Love has always been a language I understood long before I ever spoke it.
A song I knew by heart but murmured only under my breath.
A story I wrote in the margins but never permitted myself to read out loud.
I have always known love—not in the way it settles inside a home,
not in the smell of morning coffee,
or in the small rituals of people who choose each other again and again.
I never saw love fold laundry on a Sunday; hum while stirring pepper soup; or reach for someone else without thinking.
What I knew; deeply, intimately; was leaving.
Absence was my first inheritance.
My mother walked away when I was two, almost three, and her departure stretched into a shadow long enough to shape me.
That kind of abandonment rewires a child.
It solidifies fear.
It teaches you to leave first,
to never want too loudly,
and to confuse self-preservation with emotional starvation.
So, if love was a doorway,
I learned to press my back against it—
not to keep people out, but to make sure no one knew how badly I wanted in.
But then, there was my father
my first home, my only constant,
my training in what love could be when it stayed.
If my mother was absence,
my father was presence in its richest form.

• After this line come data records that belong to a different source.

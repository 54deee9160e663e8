// SPDX-License-Identifier: Apache-2.0
// © James Ross Ω FLYING•ROBOTS <https://github.com/flyingrobots>
//! Active/pending schema state and online migration (spec.md §3 "Schema",
//! §4.C "Schema and migration").

use logd_node::Node;

/// A schema node paired with the commit it was set at.
#[derive(Debug, Clone)]
pub struct SchemaVersion {
    /// The schema document itself (spec.md §3: field tags, auto-id fields).
    pub schema: Node,
    /// The commit `StartMigration`/server startup stamped this version at.
    pub commit: i64,
}

/// Errors from schema/migration operations.
#[derive(Debug, Clone, PartialEq, Eq, thiserror::Error)]
pub enum SchemaError {
    /// `StartMigration` called while one is already in progress.
    #[error("migration already in progress")]
    MigrationInProgress,
    /// `CompleteMigration`/`AbortMigration`/`MigrationPatch` called with no
    /// migration in progress.
    #[error("no migration in progress")]
    NoMigrationInProgress,
    /// A read explicitly asked for the pending schema/index but none exists.
    #[error("no pending migration")]
    NoPendingMigration,
}

/// Holds the active schema and, during a migration, the pending one.
#[derive(Debug)]
pub struct SchemaState {
    active: SchemaVersion,
    pending: Option<SchemaVersion>,
}

impl SchemaState {
    /// Start with an empty active schema at commit 0.
    #[must_use]
    pub fn new(initial: Node) -> Self {
        Self {
            active: SchemaVersion { schema: initial, commit: 0 },
            pending: None,
        }
    }

    /// The schema currently serving reads, and the commit it was set at.
    #[must_use]
    pub fn active(&self) -> &SchemaVersion {
        &self.active
    }

    /// The pending schema, if a migration is in progress.
    #[must_use]
    pub fn pending(&self) -> Option<&SchemaVersion> {
        self.pending.as_ref()
    }

    /// True while a migration is in progress.
    #[must_use]
    pub fn migration_in_progress(&self) -> bool {
        self.pending.is_some()
    }

    /// Stamp `new_schema` as pending at `commit`.
    ///
    /// # Errors
    /// [`SchemaError::MigrationInProgress`] if one is already running.
    pub fn start_migration(&mut self, new_schema: Node, commit: i64) -> Result<(), SchemaError> {
        if self.pending.is_some() {
            return Err(SchemaError::MigrationInProgress);
        }
        self.pending = Some(SchemaVersion { schema: new_schema, commit });
        Ok(())
    }

    /// Promote the pending schema to active.
    ///
    /// # Errors
    /// [`SchemaError::NoMigrationInProgress`] if none is running.
    pub fn complete_migration(&mut self) -> Result<(), SchemaError> {
        self.active = self.pending.take().ok_or(SchemaError::NoMigrationInProgress)?;
        Ok(())
    }

    /// Discard the pending schema, leaving active untouched.
    ///
    /// # Errors
    /// [`SchemaError::NoMigrationInProgress`] if none is running.
    pub fn abort_migration(&mut self) -> Result<(), SchemaError> {
        if self.pending.take().is_none() {
            return Err(SchemaError::NoMigrationInProgress);
        }
        Ok(())
    }
}

#[cfg(test)]
#[allow(clippy::unwrap_used, clippy::expect_used)]
mod tests {
    use super::*;
    use logd_node::Value;

    fn node() -> Node {
        Node::new(Value::Object(vec![]))
    }

    #[test]
    fn starting_migration_twice_fails() {
        let mut s = SchemaState::new(node());
        s.start_migration(node(), 5).unwrap();
        assert_eq!(s.start_migration(node(), 6), Err(SchemaError::MigrationInProgress));
    }

    #[test]
    fn complete_promotes_pending() {
        let mut s = SchemaState::new(node());
        s.start_migration(node(), 5).unwrap();
        s.complete_migration().unwrap();
        assert_eq!(s.active().commit, 5);
        assert!(s.pending().is_none());
    }

    #[test]
    fn abort_discards_pending_leaves_active() {
        let mut s = SchemaState::new(node());
        let original_commit = s.active().commit;
        s.start_migration(node(), 5).unwrap();
        s.abort_migration().unwrap();
        assert!(s.pending().is_none());
        assert_eq!(s.active().commit, original_commit);
    }

    #[test]
    fn complete_without_migration_errors() {
        let mut s = SchemaState::new(node());
        assert_eq!(s.complete_migration(), Err(SchemaError::NoMigrationInProgress));
    }
}
// SPDX-License-Identifier: Apache-2.0
// © James Ross Ω FLYING•ROBOTS <https://github.com/flyingrobots>
//! Structural match/patch for untagged nodes (spec.md §4.B).

use crate::MergeError;
use logd_node::{Node, Value};

/// Structural patch: recursive merge for untagged patch nodes.
///
/// Objects and sparse arrays merge key-wise, inserting keys absent from the
/// target; dense arrays merge element-wise and require equal length (an
/// explicit `!arraydiff` or `!key(...)` is required otherwise, per spec.md
/// §4.B). A scalar (or type-mismatched) patch child simply replaces the
/// target wholesale — the base case every recursive merge bottoms out at.
pub fn patch(target: &Node, patch_node: &Node) -> Result<Node, MergeError> {
    match (&target.value, &patch_node.value) {
        (Value::Object(_), Value::Object(patch_pairs)) => {
            let mut result = target.clone();
            for (key, child_patch) in patch_pairs {
                if child_patch.tag_head() == Some("delete") {
                    result.value.object_remove(key);
                    continue;
                }
                let current = result.value.object_get(key).cloned().unwrap_or_else(Node::null);
                let new_child = crate::patch(&current, child_patch)?;
                result.value.object_set(key, new_child);
            }
            Ok(result)
        }
        (Value::Array(target_items), Value::Array(patch_items)) => {
            if target_items.len() != patch_items.len() {
                return Err(MergeError::TypeMismatch {
                    expected: "array of matching length",
                    found: "array of different length",
                });
            }
            let merged = target_items
                .iter()
                .zip(patch_items)
                .map(|(t, p)| crate::patch(t, p))
                .collect::<Result<Vec<_>, _>>()?;
            Ok(Node::new(Value::Array(merged)))
        }
        (Value::Sparse(target_map), Value::Sparse(patch_map)) => {
            let mut result = target_map.clone();
            for (key, child_patch) in patch_map {
                if child_patch.tag_head() == Some("delete") {
                    result.remove(key);
                    continue;
                }
                let current = result.get(key).cloned().unwrap_or_else(Node::null);
                let new_child = crate::patch(&current, child_patch)?;
                result.insert(*key, new_child);
            }
            Ok(Node::new(Value::Sparse(result)))
        }
        // Scalars, `null`, or a type-changing patch: wholesale replace.
        _ => Ok(patch_node.clone()),
    }
}

/// Structural match: partial for objects, pairwise-equal for arrays, `null`
/// matches anything (spec.md §4.B "Structural match").
pub fn match_doc(doc: &Node, match_node: &Node) -> Result<bool, MergeError> {
    if matches!(match_node.value, Value::Null) {
        return Ok(true);
    }
    match (&doc.value, &match_node.value) {
        (_, Value::Null) => Ok(true),
        (Value::Object(_), Value::Object(match_pairs)) => {
            for (key, sub_match) in match_pairs {
                let Some(sub_doc) = doc.value.object_get(key) else {
                    return Ok(false);
                };
                if !crate::match_doc(sub_doc, sub_match)? {
                    return Ok(false);
                }
            }
            Ok(true)
        }
        (Value::Array(doc_items), Value::Array(match_items)) => {
            if doc_items.len() != match_items.len() {
                return Ok(false);
            }
            for (d, m) in doc_items.iter().zip(match_items) {
                if !crate::match_doc(d, m)? {
                    return Ok(false);
                }
            }
            Ok(true)
        }
        (Value::Sparse(doc_map), Value::Sparse(match_map)) => {
            for (key, sub_match) in match_map {
                let Some(sub_doc) = doc_map.get(key) else {
                    return Ok(false);
                };
                if !crate::match_doc(sub_doc, sub_match)? {
                    return Ok(false);
                }
            }
            Ok(true)
        }
        (doc_val, match_val) => Ok(doc_val.kind_name() == match_val.kind_name() && doc.value == match_node.value),
    }
}

#[cfg(test)]
#[allow(clippy::unwrap_used, clippy::expect_used)]
mod tests {
    use super::*;

    #[test]
    fn object_patch_inserts_absent_key() {
        let target = Node::new(Value::Object(vec![("a".into(), Node::new(Value::Bool(true)))]));
        let patch_node = Node::new(Value::Object(vec![("b".into(), Node::new(Value::Bool(false)))]));
        let result = patch(&target, &patch_node).unwrap();
        assert_eq!(result.value.object_get("a"), Some(&Node::new(Value::Bool(true))));
        assert_eq!(result.value.object_get("b"), Some(&Node::new(Value::Bool(false))));
    }

    #[test]
    fn delete_tagged_child_removes_key() {
        use logd_node::Tag;
        let target = Node::new(Value::Object(vec![
            ("a".into(), Node::new(Value::Bool(true))),
            ("b".into(), Node::new(Value::Bool(false))),
        ]));
        let patch_node = Node::new(Value::Object(vec![("a".into(), Node::null().with_tag(Tag::single("delete")))]));
        let result = patch(&target, &patch_node).unwrap();
        assert_eq!(result.value.object_get("a"), None);
        assert_eq!(result.value.object_get("b"), Some(&Node::new(Value::Bool(false))));
    }

    #[test]
    fn array_patch_requires_equal_length() {
        let target = Node::new(Value::Array(vec![Node::null()]));
        let patch_node = Node::new(Value::Array(vec![Node::null(), Node::null()]));
        assert!(patch(&target, &patch_node).is_err());
    }

    #[test]
    fn null_in_match_matches_anything() {
        let doc = Node::new(Value::Bool(true));
        assert!(match_doc(&doc, &Node::null()).unwrap());
    }

    #[test]
    fn object_match_is_partial() {
        let doc = Node::new(Value::Object(vec![
            ("a".into(), Node::new(Value::Bool(true))),
            ("b".into(), Node::new(Value::Bool(false))),
        ]));
        let m = Node::new(Value::Object(vec![("a".into(), Node::new(Value::Bool(true)))]));
        assert!(match_doc(&doc, &m).unwrap());
    }

    #[test]
    fn array_match_requires_equal_length() {
        let doc = Node::new(Value::Array(vec![Node::null()]));
        let m = Node::new(Value::Array(vec![Node::null(), Node::null()]));
        assert!(!match_doc(&doc, &m).unwrap());
    }
}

He loved me with certainty;
no exit routes, no hesitation.
I was his baby, his only girl,
the proof that something good came from his life.
With him, I learned the texture of tenderness.
His love was honeyed jazz riffs,
sitting on his lap, dancing in the living room,
the quiet pride when he looked at me.
I collected love from the worlds he gave me:
in blues, in stories,
in characters who stayed and fought and chose each other.
But even in that sweetness,
a question lodged inside me like a shard: if love can stay, then it can also leave.
So, I spent years craving my father’s love in everyone I met.
In the way someone said my name,
in how they touched me,
in whether they positioned me as their joy.
I knew how to make people want me. An ex once said,
“Jean, you have the power to make someone feel like the sun rises just because of their smile.”
She was right.
I knew how to make someone ache for me.
But I never let myself ache back.
I stayed halfway out the door,
a master escape artist disguised as a lover.
I am an enigma;
a maze calling for wanderers,
a paradox held together by contradictions that shouldn’t coexist.
I long for connection,
yet recoil from what it asks of me.
I want to be seen,
yet fear what visibility might undo.
The anticipation of loss became its own loss; I lived inside the disaster before anything ever went wrong.
And then my father died.
The man who showed me love,
who taught me stability,
who knew the shape of my soul, was gone.
When he died,
something else died too:
my ability to guard myself with fear.
Death has a strange way of rearranging a person.
I used to say if anything happened to my father,
I would die with him.
But here I am—
alive.
Breathing.
Writing.
Working.
Hosting book readings.
Laughing.
Falling apart and putting myself together.
If I survived the loss I feared most,
what is left to be afraid of?
What is love compared to death?
What is vulnerability compared to grief’s brutal undoing?
The only thing I was truly afraid of—losing him—has already happened.
And I am still here.
So perhaps,
I can survive love too.
Maybe I am finally ready not to lose someone;
not because I am guaranteed to keep them,
but because I now understand
I will not disappear if they leave.
I want a love that is less performance and more belonging.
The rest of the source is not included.